PC204 Lecture 3

Tom Ferrin

tef@cgl.ucsf.edu

Homework Answers

2.1.1 - Write a recursive function that prints the range of numbers from start to end.

def print_range(start, end):
    print(start)
    if start == end:
        return
    elif start > end:
        print_range(start - 1, end)
    else:
        print_range(start + 1, end)

2.1.2 - Write a test program that uses input() to fetch the starting and ending numbers from the user.

start = int(input("Enter start of range: "))
end = int(input("Enter end of range: "))
print_range(start, end)

2.2 - Write a function that returns the greatest common divisor of two numbers, a and b.

def gcd(a, b):
    """Return greatest common denominator of a and b.
    Returns None on bad input.
    This code is based on Euculid's algorithm where gcd(a, b) = gcd(b, r)"""

    if a <= 0 or b <= 0:
        return None		# limit our solution to only positive numbers
    if a < b:
        return gcd(b, a)	# if a is less than b, just reverse the args
    r = a % b
    if r == 0:
        return b         # if no remainder then we found the gcd
    else:
        return gcd(b, r)	# otherwise recursiveely call gcd using the remainder as the new divisor

def test(a, b):
    print("gcd(%s, %s) = %s" % (a, b, gcd(a, b)))

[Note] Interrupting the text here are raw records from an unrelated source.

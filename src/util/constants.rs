// KioskLog - util/constants.rs
//
// Single source of truth for all named constants, limits, and defaults.

// =============================================================================
// Application metadata
// =============================================================================

/// Application display name.
pub const APP_NAME: &str = "KioskLog";

/// Application identifier used for config/data directories.
pub const APP_ID: &str = "KioskLog";

/// Current application version.
pub const APP_VERSION: &str = env!("CARGO_PKG_VERSION");

// =============================================================================
// Classification policy
// =============================================================================

/// A boot logged more than this many seconds after the most recent session
/// boundary (language change or logout) is classified as abnormal.
pub const ABNORMAL_BOOT_THRESHOLD_SECS: i64 = 180;

/// Label for a boot with no preceding session boundary in the session.
pub const FIRST_BOOT_LABEL: &str = "First boot";

/// Label for a boot shortly after a session boundary (planned restart).
pub const NORMAL_BOOT_LABEL: &str = "Normal boot";

/// Label for a boot long after the last session boundary (crash or power loss).
pub const ABNORMAL_BOOT_LABEL: &str = "Abnormal boot";

/// Default key carrying the boot-marker role.
pub const DEFAULT_BOOT_MARKER_KEY: &str = "boot";

/// Default keys carrying the session-boundary role.
pub const DEFAULT_SESSION_BOUNDARY_KEYS: &[&str] =
    &["language change", "logout(countdown)", "logout(user)"];

// =============================================================================
// Pattern table limits
// =============================================================================

/// Maximum regex pattern length to prevent ReDoS.
pub const MAX_REGEX_PATTERN_LENGTH: usize = 4_096;

/// Maximum number of entries in the pattern table.
pub const MAX_PATTERNS: usize = 256;

/// Maximum size of the persisted pattern file in bytes.
pub const MAX_PATTERN_FILE_SIZE: u64 = 256 * 1024; // 256 KB

// =============================================================================
// Discovery limits
// =============================================================================

/// Default maximum directory recursion depth when looking for archives.
pub const DEFAULT_MAX_DEPTH: usize = 10;

/// Hard upper bound on max depth (prevents runaway traversal).
pub const ABSOLUTE_MAX_DEPTH: usize = 50;

/// Directory inside each machine archive that holds the log files.
pub const DEFAULT_LOG_DIR_NAME: &str = "Log";

/// Default glob patterns selecting log files inside the log directory.
pub const DEFAULT_LOG_FILE_PATTERNS: &[&str] = &["*_local.log"];

/// File extension of per-machine archives.
pub const ARCHIVE_EXTENSION: &str = "zip";

/// Maximum uncompressed size of a single archive member that will be read.
pub const MAX_MEMBER_SIZE: u64 = 512 * 1024 * 1024; // 512 MB

// =============================================================================
// Output
// =============================================================================

/// Default report path, relative to the working directory.
pub const DEFAULT_OUTPUT_FILE: &str = "report/error_logs.csv";

/// Default directory scanned when neither CLI nor config names one.
pub const DEFAULT_LOGS_DIR: &str = "logs";

/// Report column headers, in fixed order.
pub const REPORT_COLUMNS: [&str; 5] = ["Library", "Machine", "Date", "Time", "Error Type"];

/// Default output directory for `dump`.
pub const DEFAULT_DUMP_DIR: &str = "dump";

/// Dump table columns per log kind.
pub const MAIN_DUMP_COLUMNS: [&str; 4] = ["Date", "Timestamp", "LogLevel", "Message"];
pub const LOCAL_DUMP_COLUMNS: [&str; 5] = ["Date", "Timestamp", "Sequence", "Component", "Message"];
pub const COMMAND_DUMP_COLUMNS: [&str; 5] = ["Date", "Timestamp", "Component", "Action", "Details"];

// =============================================================================
// Logging
// =============================================================================

/// Default log level.
pub const DEFAULT_LOG_LEVEL: &str = "info";

/// Maximum length of a log line included in debug output.
pub const DEBUG_MAX_LINE_PREVIEW: usize = 200;

// =============================================================================
// Configuration
// =============================================================================

/// Configuration file name.
pub const CONFIG_FILE_NAME: &str = "config.toml";

/// Persisted pattern table file name (stored in the platform config directory).
pub const PATTERNS_FILE_NAME: &str = "patterns.json";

if __name__ == "__main__":
    print("testing gcd() function...")
    test(10, 15)
    test(24, 16)
    test(-1, 34)
    test(17, 15)

% python gcd.py
gcd(10, 15) = 5
gcd(24, 16) = 8
gcd(-1, 34) = None
gcd(17, 15) = 1

Alternative solution to 2.2:

def gcd(a, b):
    r = a % b
    if r == 0:
        return b
    else:
        return gcd(b, r)

print("gcd of 12 and 8 is", gcd(12, 8))
print("gcd of 10 and 5 is", gcd(10, 5))
print("gcd of 20 and 24 is", gcd(20, 24))

gcd of 12 and 8 is 4
gcd of 10 and 5 is 5
gcd of 20 and 24 is 4

The tests for illegal parameter values and for a < b are gone. Why?

Iteration

Iteration is the repetition of a block of statements. In Python, iteration is accomplished with either a "while" loop or a "for" loop.

While Loops

A "while" statement repeatedly executes a block of indented statements as long as the test expression evaluates to "true."

Syntax:

while test_expression_1:
    statement_block_1    # these statements executed as long as test_expression_1 evalutes to true
    if test_expression_2: break
    if test_expression_3: continue
else:
    statement_block_2

Notes:
1. The "break," "continue," and "else" components are all optional.
2. When "test_expression_1" is no longer true, control passes to the "else" component (if present) or to the next statements after the end of the "while" loop.
3. If "test_expression_1" is never true then statement_block_1 is never executed.
4. The "else" part of the loop is executed only if the looping part is exited normally or never executed at all.
5. "break" causes control to jump out of the nearest enclosing loop. If this happens, the "else" part is not executed.
6. "continue" causes control to jump to the top of the nearest enclosing loop.

Examples

a = 0
b = 10
while a < b:
    print(a, end=' ')
    a = a + 1
print()

0 1 2 3 4 5 6 7 8 9

The end=' ' argument to the print function indicates that a space character should be printed following the value of a, rather than the usual newline ('\n') character. The final print function call terminates the line by printing a newline character.

y = 67
x = y // 2
while x > 1:
    if y % x == 0:
        print(y, "has factor", x)
        break
    x = x - 1
else:
    print(y, "is prime")

67 is prime

If y <= 2, then the test expression is never true and the "else" part of the loop is executed, which is what we want.

For Loops

"for" loops are used to step through any object that responds to sequence indexing operations. They work on strings, lists, and tuples.

Syntax:

for target_name in object:
    statement_block_1
    if test_expression_1: break
    if test_expression_2: continue
else:
    statement_block_2

Notes: All the same rules that applied to "while" loops apply to "for" loops too.

Examples

word = "hello"
for x in word:
    print(x)

h
e
l
l
o

for n in range(10):
    print(n, end=' ')
print()

0 1 2 3 4 5 6 7 8 9

For the perfectionists: There is a space character at the end of the output line. How do we get rid of it?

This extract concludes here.